Task brief.
Return every record exactly as written.

Data for processing.
=== Section Start ===

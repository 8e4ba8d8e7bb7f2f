use std::future::Future;
use std::sync::Arc;

use tokio::sync::Semaphore;
use tokio::task::JoinSet;
use tracing::{debug, warn};

use crate::modules::stats::application::domain::entities::Repository;
use crate::modules::stats::application::ports::outgoing::ExternalApiError;

/// Outbound calls allowed in flight per aggregate request.
pub const MAX_IN_FLIGHT: usize = 15;

/// Runs `call` once per non-fork repository with at most `limit` calls in
/// flight and returns the successful results in completion order.
///
/// A permit is held only while the call's future runs. Failed repositories
/// are logged and left out. Dropping the returned future aborts every
/// outstanding task.
pub async fn fan_out<F, Fut, T>(repositories: Vec<Repository>, limit: usize, call: F) -> Vec<T>
where
    F: Fn(Repository) -> Fut,
    Fut: Future<Output = Result<T, ExternalApiError>> + Send + 'static,
    T: Send + 'static,
{
    let permits = Arc::new(Semaphore::new(limit));
    let mut tasks = JoinSet::new();

    for repository in repositories.into_iter().filter(|r| !r.fork) {
        let name = repository.name.clone();
        let permits = Arc::clone(&permits);
        let pending = call(repository);

        tasks.spawn(async move {
            let outcome = match permits.acquire_owned().await {
                Ok(_permit) => pending.await,
                Err(closed) => Err(ExternalApiError::Transport(closed.to_string())),
            };
            (name, outcome)
        });
    }

    let mut results = Vec::with_capacity(tasks.len());
    let mut skipped = 0usize;

    while let Some(joined) = tasks.join_next().await {
        match joined {
            Ok((_, Ok(value))) => results.push(value),
            Ok((name, Err(e))) => {
                skipped += 1;
                warn!(repository = %name, error = %e, "Skipping repository");
            }
            Err(e) => {
                skipped += 1;
                warn!(error = %e, "Fan-out task did not complete");
            }
        }
    }

    debug!(succeeded = results.len(), skipped, "Repository fan-out finished");
    results
}
use async_trait::async_trait;

#[derive(Debug, Clone, thiserror::Error)]
pub enum AddSkillsError {
    #[error("Skills cannot be empty")]
    Empty,

    #[error("User not found")]
    OwnerNotFound,

    #[error("Repository error: {0}")]
    RepositoryError(String),
}

#[async_trait]
pub trait AddSkillsUseCase: Send + Sync {
    /// Appends to the owner's skill list as given, duplicates included.
    /// Returns the full list after the write.
    async fn execute(&self, skills: Vec<String>) -> Result<Vec<String>, AddSkillsError>;
}
use std::sync::Arc;

use crate::modules::project::application::ports::incoming::use_cases::{
    CreateProjectUseCase, GetProjectsUseCase, GetSingleProjectUseCase,
    RemoveProjectUseCase, UpdateProjectUseCase,
};

#[derive(Clone)]
pub struct ProjectUseCases {
    pub get_list: Arc<dyn GetProjectsUseCase + Send + Sync>,
    pub get_single: Arc<dyn GetSingleProjectUseCase + Send + Sync>,
    pub create: Arc<dyn CreateProjectUseCase + Send + Sync>,
    pub update: Arc<dyn UpdateProjectUseCase + Send + Sync>,
    pub remove: Arc<dyn RemoveProjectUseCase + Send + Sync>,
}
mod create_experience;
mod get_experiences;
mod get_single_experience;
mod remove_experience;
mod update_experience;

pub use create_experience::{CreateExperienceError, CreateExperienceUseCase};
pub use get_experiences::{GetExperiencesError, GetExperiencesUseCase};
pub use get_single_experience::{GetSingleExperienceError, GetSingleExperienceUseCase};
pub use remove_experience::{RemoveExperienceError, RemoveExperienceUseCase};
pub use update_experience::{UpdateExperienceError, UpdateExperienceUseCase};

=== Section End ===

Written response.
repository 8e4ba8d8e7bb7f2f
use std::future::Future;
use std::sync::Arc;

use tokio::sync::Semaphore;
use tokio::task::JoinSet;
use tracing::{debug, warn};

use crate::modules::stats::application::domain::entities::Repository;
use crate::modules::stats::application::ports::outgoing::ExternalApiError;

/// Outbound calls allowed in flight per aggregate request.
pub const MAX_IN_FLIGHT: usize = 15;

/// Runs `call` once per non-fork repository with at most `limit` calls in
/// flight and returns the successful results in completion order.
///
/// A permit is held only while the call's future runs. Failed repositories
/// are logged and left out. Dropping the returned future aborts every
/// outstanding task.
pub async fn fan_out<F, Fut, T>(repositories: Vec<Repository>, limit: usize, call: F) -> Vec<T>
where
    F: Fn(Repository) -> Fut,
    Fut: Future<Output = Result<T, ExternalApiError>> + Send + 'static,
    T: Send + 'static,
{
    let permits = Arc::new(Semaphore::new(limit));
    let mut tasks = JoinSet::new();

    for repository in repositories.into_iter().filter(|r| !r.fork) {
        let name = repository.name.clone();
        let permits = Arc::clone(&permits);
        let pending = call(repository);

        tasks.spawn(async move {
            let outcome = match permits.acquire_owned().await {
                Ok(_permit) => pending.await,
                Err(closed) => Err(ExternalApiError::Transport(closed.to_string())),
            };
            (name, outcome)
        });
    }

    let mut results = Vec::with_capacity(tasks.len());
    let mut skipped = 0usize;

    while let Some(joined) = tasks.join_next().await {
        match joined {
            Ok((_, Ok(value))) => results.push(value),
            Ok((name, Err(e))) => {
                skipped += 1;
                warn!(repository = %name, error = %e, "Skipping repository");
            }
            Err(e) => {
                skipped += 1;
                warn!(error = %e, "Fan-out task did not complete");
            }
        }
    }

    debug!(succeeded = results.len(), skipped, "Repository fan-out finished");
    results
}
use async_trait::async_trait;

#[derive(Debug, Clone, thiserror::Error)]
pub enum AddSkillsError {
    #[error("Skills cannot be empty")]
    Empty,

    #[error("User not found")]
    OwnerNotFound,

    #[error("Repository error: {0}")]
    RepositoryError(String),
}

#[async_trait]
pub trait AddSkillsUseCase: Send + Sync {
    /// Appends to the owner's skill list as given, duplicates included.
    /// Returns the full list after the write.
    async fn execute(&self, skills: Vec<String>) -> Result<Vec<String>, AddSkillsError>;
}
use std::sync::Arc;

use crate::modules::project::application::ports::incoming::use_cases::{
    CreateProjectUseCase, GetProjectsUseCase, GetSingleProjectUseCase,
    RemoveProjectUseCase, UpdateProjectUseCase,
};

#[derive(Clone)]
pub struct ProjectUseCases {
    pub get_list: Arc<dyn GetProjectsUseCase + Send + Sync>,
    pub get_single: Arc<dyn GetSingleProjectUseCase + Send + Sync>,
    pub create: Arc<dyn CreateProjectUseCase + Send + Sync>,
    pub update: Arc<dyn UpdateProjectUseCase + Send + Sync>,
    pub remove: Arc<dyn RemoveProjectUseCase + Send + Sync>,
}
mod create_experience;
mod get_experiences;
mod get_single_experience;
mod remove_experience;
mod update_experience;

pub use create_experience::{CreateExperienceError, CreateExperienceUseCase};
pub use get_experiences::{GetExperiencesError, GetExperiencesUseCase};
pub use get_single_experience::{GetSingleExperienceError, GetSingleExperienceUseCase};
pub use remove_experience::{RemoveExperienceError, RemoveExperienceUseCase};
pub use update_experience::{UpdateExperienceError, UpdateExperienceUseCase};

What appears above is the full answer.